Stored data:
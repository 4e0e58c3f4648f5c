//! Cross-satellite merge and row formatting.

use std::fmt::Display;

use chrono::{DateTime, TimeZone, Utc};
use pass_core::{Pass, Roster, SatelliteId};
use serde::Serialize;

/// Column titles of every prediction table.
pub const HEADER: [&str; 6] = [
    "Name",
    "Date",
    "Start time",
    "Max el. time",
    "Max el. (°)",
    "Duration",
];

/// One formatted pass. `satellite_id` and `aos` are kept for ordering and
/// machine-readable export; the remaining fields are the display columns.
#[derive(Debug, Clone, PartialEq, Serialize)]
pub struct PassRow {
    pub satellite_id: SatelliteId,
    pub aos: DateTime<Utc>,
    pub name: String,
    pub date: String,
    pub start_time: String,
    pub max_elevation_time: String,
    pub max_elevation: String,
    pub duration: String,
}

impl PassRow {
    pub fn cells(&self) -> [&str; 6] {
        [
            &self.name,
            &self.date,
            &self.start_time,
            &self.max_elevation_time,
            &self.max_elevation,
            &self.duration,
        ]
    }
}

/// Header plus rows in ascending AOS order, ties broken by designator.
#[derive(Debug, Clone, PartialEq, Serialize)]
pub struct PredictionResult {
    pub header: [&'static str; 6],
    pub rows: Vec<PassRow>,
}

impl PredictionResult {
    /// Header row followed by every data row, as plain strings.
    pub fn table(&self) -> Vec<Vec<String>> {
        let header = self.header.iter().map(|s| s.to_string()).collect::<Vec<_>>();
        std::iter::once(header)
            .chain(self.rows.iter().map(|row| {
                row.cells()
                    .iter()
                    .map(|s| s.to_string())
                    .collect::<Vec<_>>()
            }))
            .collect()
    }
}

/// Sort passes from all satellites by AOS, then designator.
pub fn merge(mut passes: Vec<Pass>) -> Vec<Pass> {
    passes.sort_by(|a, b| {
        a.aos
            .cmp(&b.aos)
            .then_with(|| a.satellite_id.cmp(&b.satellite_id))
    });
    passes
}

pub fn format_row<Tz>(pass: &Pass, name: &str, zone: &Tz) -> PassRow
where
    Tz: TimeZone,
    Tz::Offset: Display,
{
    let aos = pass.aos.with_timezone(zone);
    let culmination = pass.max_elevation_time.with_timezone(zone);
    PassRow {
        satellite_id: pass.satellite_id.clone(),
        aos: pass.aos,
        name: name.to_string(),
        date: aos.format("%d/%m/%y").to_string(),
        start_time: aos.format("%H:%M:%S").to_string(),
        max_elevation_time: culmination.format("%H:%M:%S").to_string(),
        max_elevation: format!("{:.1}", pass.max_elevation_deg),
        duration: format_duration(pass.duration_seconds),
    }
}

/// `M:SS`, minutes unpadded.
pub fn format_duration(seconds: f64) -> String {
    let total = seconds.max(0.0).floor() as u64;
    format!("{}:{:02}", total / 60, total % 60)
}

/// Merge and format. Names come from the roster, falling back to the designator.
pub fn aggregate<Tz>(passes: Vec<Pass>, roster: &Roster, zone: &Tz) -> PredictionResult
where
    Tz: TimeZone,
    Tz::Offset: Display,
{
    let rows = merge(passes)
        .iter()
        .map(|pass| {
            let name = roster
                .name(&pass.satellite_id)
                .unwrap_or(pass.satellite_id.as_str());
            format_row(pass, name, zone)
        })
        .collect();
    PredictionResult {
        header: HEADER,
        rows,
    }
}
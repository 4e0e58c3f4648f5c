//! Visibility predicate over culmination elevation and local hour.

use chrono::{TimeZone, Timelike};
use pass_core::{Pass, VisibilityFilter};

/// `true` iff the pass culminates high enough, at an observer-local hour
/// inside `[min_hour, max_hour]`.
pub fn is_visible<Tz: TimeZone>(filter: &VisibilityFilter, pass: &Pass, zone: &Tz) -> bool {
    if pass.max_elevation_deg.is_nan() || pass.max_elevation_deg < filter.min_elevation_deg {
        return false;
    }
    let hour = pass.max_elevation_time.with_timezone(zone).hour();
    (filter.min_hour..=filter.max_hour).contains(&hour)
}

pub fn retain_visible<Tz: TimeZone>(
    mut passes: Vec<Pass>,
    filter: &VisibilityFilter,
    zone: &Tz,
) -> Vec<Pass> {
    passes.retain(|pass| is_visible(filter, pass, zone));
    passes
}

#[cfg(test)]
mod tests {
    use super::*;
    use chrono::{DateTime, FixedOffset, Utc};
    use pass_core::SatelliteId;

    fn pass(max_time: &str, max_el: f64) -> Pass {
        let t = DateTime::parse_from_rfc3339(max_time).unwrap().with_timezone(&Utc);
        Pass {
            satellite_id: SatelliteId::new("33591").unwrap(),
            aos: t,
            los: t,
            max_elevation_time: t,
            max_elevation_deg: max_el,
            duration_seconds: 0.0,
        }
    }

    #[test]
    fn elevation_threshold_is_inclusive() {
        let filter = VisibilityFilter::new(10.0, 0, 24).unwrap();
        assert!(is_visible(&filter, &pass("2022-01-21T12:00:00Z", 10.0), &Utc));
        assert!(!is_visible(&filter, &pass("2022-01-21T12:00:00Z", 9.99), &Utc));
        assert!(!is_visible(&filter, &pass("2022-01-21T12:00:00Z", f64::NAN), &Utc));
    }

    #[test]
    fn hour_bounds_are_inclusive() {
        let filter = VisibilityFilter::new(0.0, 18, 21).unwrap();
        assert!(is_visible(&filter, &pass("2022-01-21T18:00:00Z", 45.0), &Utc));
        assert!(is_visible(&filter, &pass("2022-01-21T21:59:59Z", 45.0), &Utc));
        assert!(!is_visible(&filter, &pass("2022-01-21T17:59:59Z", 45.0), &Utc));
        assert!(!is_visible(&filter, &pass("2022-01-21T22:00:00Z", 45.0), &Utc));
    }

    #[test]
    fn hour_is_taken_in_the_observer_zone() {
        let filter = VisibilityFilter::new(0.0, 20, 23).unwrap();
        let plus_three = FixedOffset::east_opt(3 * 3_600).unwrap();
        // 18:30 UTC is 21:30 at UTC+3
        let p = pass("2022-01-21T18:30:00Z", 45.0);
        assert!(is_visible(&filter, &p, &plus_three));
        assert!(!is_visible(&filter, &p, &Utc));
    }

    #[test]
    fn retain_drops_only_failing_passes() {
        let filter = VisibilityFilter::new(30.0, 0, 24).unwrap();
        let kept = retain_visible(
            vec![
                pass("2022-01-21T01:00:00Z", 12.0),
                pass("2022-01-21T02:00:00Z", 55.0),
            ],
            &filter,
            &Utc,
        );
        assert_eq!(kept.len(), 1);
        assert_eq!(kept[0].max_elevation_deg, 55.0);
    }
}
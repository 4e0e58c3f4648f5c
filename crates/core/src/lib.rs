//! Core data model shared across the pass predictor workspace.
//!
//! Everything in here is plain data plus validation. Orchestration lives in
//! `pass_predict`, persistence in `pass_store`.

pub mod tle;

pub use tle::{TleFormatError, TwoLineElement};

use std::collections::BTreeMap;
use std::fmt;

use chrono::{DateTime, Utc};
use serde::{Deserialize, Serialize};
use thiserror::Error;

/// Limits shared by validation code.
pub mod constants {
    /// Columns in one TLE line, checksum included.
    pub const TLE_LINE_LEN: usize = 69;
    /// Largest forecast horizon accepted from a request.
    pub const MAX_HORIZON_DAYS: u32 = 365;
}

/// A request field that could not be parsed or is out of range.
#[derive(Debug, Clone, PartialEq, Error)]
#[error("invalid {field}: {reason}")]
pub struct InvalidInput {
    pub field: &'static str,
    pub reason: String,
}

impl InvalidInput {
    pub fn new(field: &'static str, reason: impl Into<String>) -> Self {
        Self {
            field,
            reason: reason.into(),
        }
    }
}

/// Satellite designator. Used as the roster key and as the store file stem.
#[derive(Debug, Clone, PartialEq, Eq, PartialOrd, Ord, Hash, Serialize, Deserialize)]
#[serde(try_from = "String", into = "String")]
pub struct SatelliteId(String);

impl SatelliteId {
    pub fn new(raw: impl Into<String>) -> Result<Self, InvalidInput> {
        let raw = raw.into();
        if raw.is_empty() {
            return Err(InvalidInput::new("designator", "must not be empty"));
        }
        if raw.trim() != raw {
            return Err(InvalidInput::new(
                "designator",
                format!("`{raw}` has surrounding whitespace"),
            ));
        }
        if raw.contains(['/', '\\']) || raw.contains("..") {
            return Err(InvalidInput::new(
                "designator",
                format!("`{raw}` contains a path separator"),
            ));
        }
        Ok(Self(raw))
    }

    pub fn as_str(&self) -> &str {
        &self.0
    }
}

impl fmt::Display for SatelliteId {
    fn fmt(&self, f: &mut fmt::Formatter<'_>) -> fmt::Result {
        f.write_str(&self.0)
    }
}

impl TryFrom<String> for SatelliteId {
    type Error = InvalidInput;

    fn try_from(value: String) -> Result<Self, Self::Error> {
        Self::new(value)
    }
}

impl From<SatelliteId> for String {
    fn from(value: SatelliteId) -> Self {
        value.0
    }
}

impl std::str::FromStr for SatelliteId {
    type Err = InvalidInput;

    fn from_str(s: &str) -> Result<Self, Self::Err> {
        Self::new(s)
    }
}

/// One roster line: designator plus the name shown to users.
#[derive(Debug, Clone, PartialEq, Eq, Serialize, Deserialize)]
pub struct SatelliteCatalogEntry {
    pub id: SatelliteId,
    pub name: String,
}

/// Designator to display name mapping, loaded once at start-up.
#[derive(Debug, Clone, Default, PartialEq, Eq)]
pub struct Roster {
    entries: BTreeMap<SatelliteId, String>,
}

impl Roster {
    pub fn from_entries(entries: impl IntoIterator<Item = SatelliteCatalogEntry>) -> Self {
        Self {
            entries: entries.into_iter().map(|e| (e.id, e.name)).collect(),
        }
    }

    pub fn name(&self, id: &SatelliteId) -> Option<&str> {
        self.entries.get(id).map(String::as_str)
    }

    pub fn contains(&self, id: &SatelliteId) -> bool {
        self.entries.contains_key(id)
    }

    pub fn ids(&self) -> impl Iterator<Item = &SatelliteId> {
        self.entries.keys()
    }

    pub fn iter(&self) -> impl Iterator<Item = (&SatelliteId, &str)> {
        self.entries.iter().map(|(id, name)| (id, name.as_str()))
    }

    pub fn len(&self) -> usize {
        self.entries.len()
    }

    pub fn is_empty(&self) -> bool {
        self.entries.is_empty()
    }
}

/// Ground observer on the WGS-84 ellipsoid.
#[derive(Debug, Clone, Copy, PartialEq, Serialize, Deserialize)]
pub struct ObserverLocation {
    /// Geodetic latitude in degrees, north positive.
    pub latitude: f64,
    /// Longitude in degrees, east positive.
    pub longitude: f64,
    /// Height above the ellipsoid in metres.
    pub altitude_m: f64,
}

impl ObserverLocation {
    pub fn new(latitude: f64, longitude: f64, altitude_m: f64) -> Result<Self, InvalidInput> {
        let location = Self {
            latitude,
            longitude,
            altitude_m,
        };
        location.validate()?;
        Ok(location)
    }

    pub fn validate(&self) -> Result<(), InvalidInput> {
        if !self.latitude.is_finite() || !(-90.0..=90.0).contains(&self.latitude) {
            return Err(InvalidInput::new(
                "latitude",
                format!("{} is outside [-90, 90]", self.latitude),
            ));
        }
        if !self.longitude.is_finite() || !(-180.0..=180.0).contains(&self.longitude) {
            return Err(InvalidInput::new(
                "longitude",
                format!("{} is outside [-180, 180]", self.longitude),
            ));
        }
        if !self.altitude_m.is_finite() {
            return Err(InvalidInput::new("altitude", "must be finite"));
        }
        Ok(())
    }
}

/// Minimum elevation and observer-local hour band a pass must meet.
#[derive(Debug, Clone, Copy, PartialEq, Serialize, Deserialize)]
pub struct VisibilityFilter {
    pub min_elevation_deg: f64,
    /// Inclusive lower bound on the local hour of culmination.
    pub min_hour: u32,
    /// Inclusive upper bound; 24 admits every hour.
    pub max_hour: u32,
}

impl VisibilityFilter {
    pub fn new(min_elevation_deg: f64, min_hour: u32, max_hour: u32) -> Result<Self, InvalidInput> {
        let filter = Self {
            min_elevation_deg,
            min_hour,
            max_hour,
        };
        filter.validate()?;
        Ok(filter)
    }

    pub fn validate(&self) -> Result<(), InvalidInput> {
        if !self.min_elevation_deg.is_finite() || self.min_elevation_deg > 90.0 {
            return Err(InvalidInput::new(
                "minimum elevation",
                format!("{} is not an elevation in degrees", self.min_elevation_deg),
            ));
        }
        if self.max_hour > 24 {
            return Err(InvalidInput::new(
                "maximum hour",
                format!("{} is past 24", self.max_hour),
            ));
        }
        if self.min_hour > self.max_hour {
            return Err(InvalidInput::new(
                "minimum hour",
                format!("{} is after maximum hour {}", self.min_hour, self.max_hour),
            ));
        }
        Ok(())
    }
}

impl Default for VisibilityFilter {
    fn default() -> Self {
        Self {
            min_elevation_deg: 0.0,
            min_hour: 0,
            max_hour: 24,
        }
    }
}

/// Half-open scan window `[start, end)`.
#[derive(Debug, Clone, Copy, PartialEq, Eq)]
pub struct PredictionWindow {
    pub start: DateTime<Utc>,
    pub end: DateTime<Utc>,
}

impl PredictionWindow {
    pub fn contains_aos(&self, aos: DateTime<Utc>) -> bool {
        aos < self.end
    }
}

/// A pass tagged with the satellite it belongs to.
///
/// `aos <= max_elevation_time <= aos + duration_seconds` holds for every
/// pass built from a propagator candidate.
#[derive(Debug, Clone, PartialEq)]
pub struct Pass {
    pub satellite_id: SatelliteId,
    pub aos: DateTime<Utc>,
    pub los: DateTime<Utc>,
    pub max_elevation_time: DateTime<Utc>,
    pub max_elevation_deg: f64,
    pub duration_seconds: f64,
}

Exercise goal
Of the lines above, output exactly those from the line bearing "std::iter::once(header)" through the line bearing "let aos = pass.aos.with_timezone(zone);", inclusive.

Exercise answer
        std::iter::once(header)
            .chain(self.rows.iter().map(|row| {
                row.cells()
                    .iter()
                    .map(|s| s.to_string())
                    .collect::<Vec<_>>()
            }))
            .collect()
    }
}

/// Sort passes from all satellites by AOS, then designator.
pub fn merge(mut passes: Vec<Pass>) -> Vec<Pass> {
    passes.sort_by(|a, b| {
        a.aos
            .cmp(&b.aos)
            .then_with(|| a.satellite_id.cmp(&b.satellite_id))
    });
    passes
}

pub fn format_row<Tz>(pass: &Pass, name: &str, zone: &Tz) -> PassRow
where
    Tz: TimeZone,
    Tz::Offset: Display,
{
    let aos = pass.aos.with_timezone(zone);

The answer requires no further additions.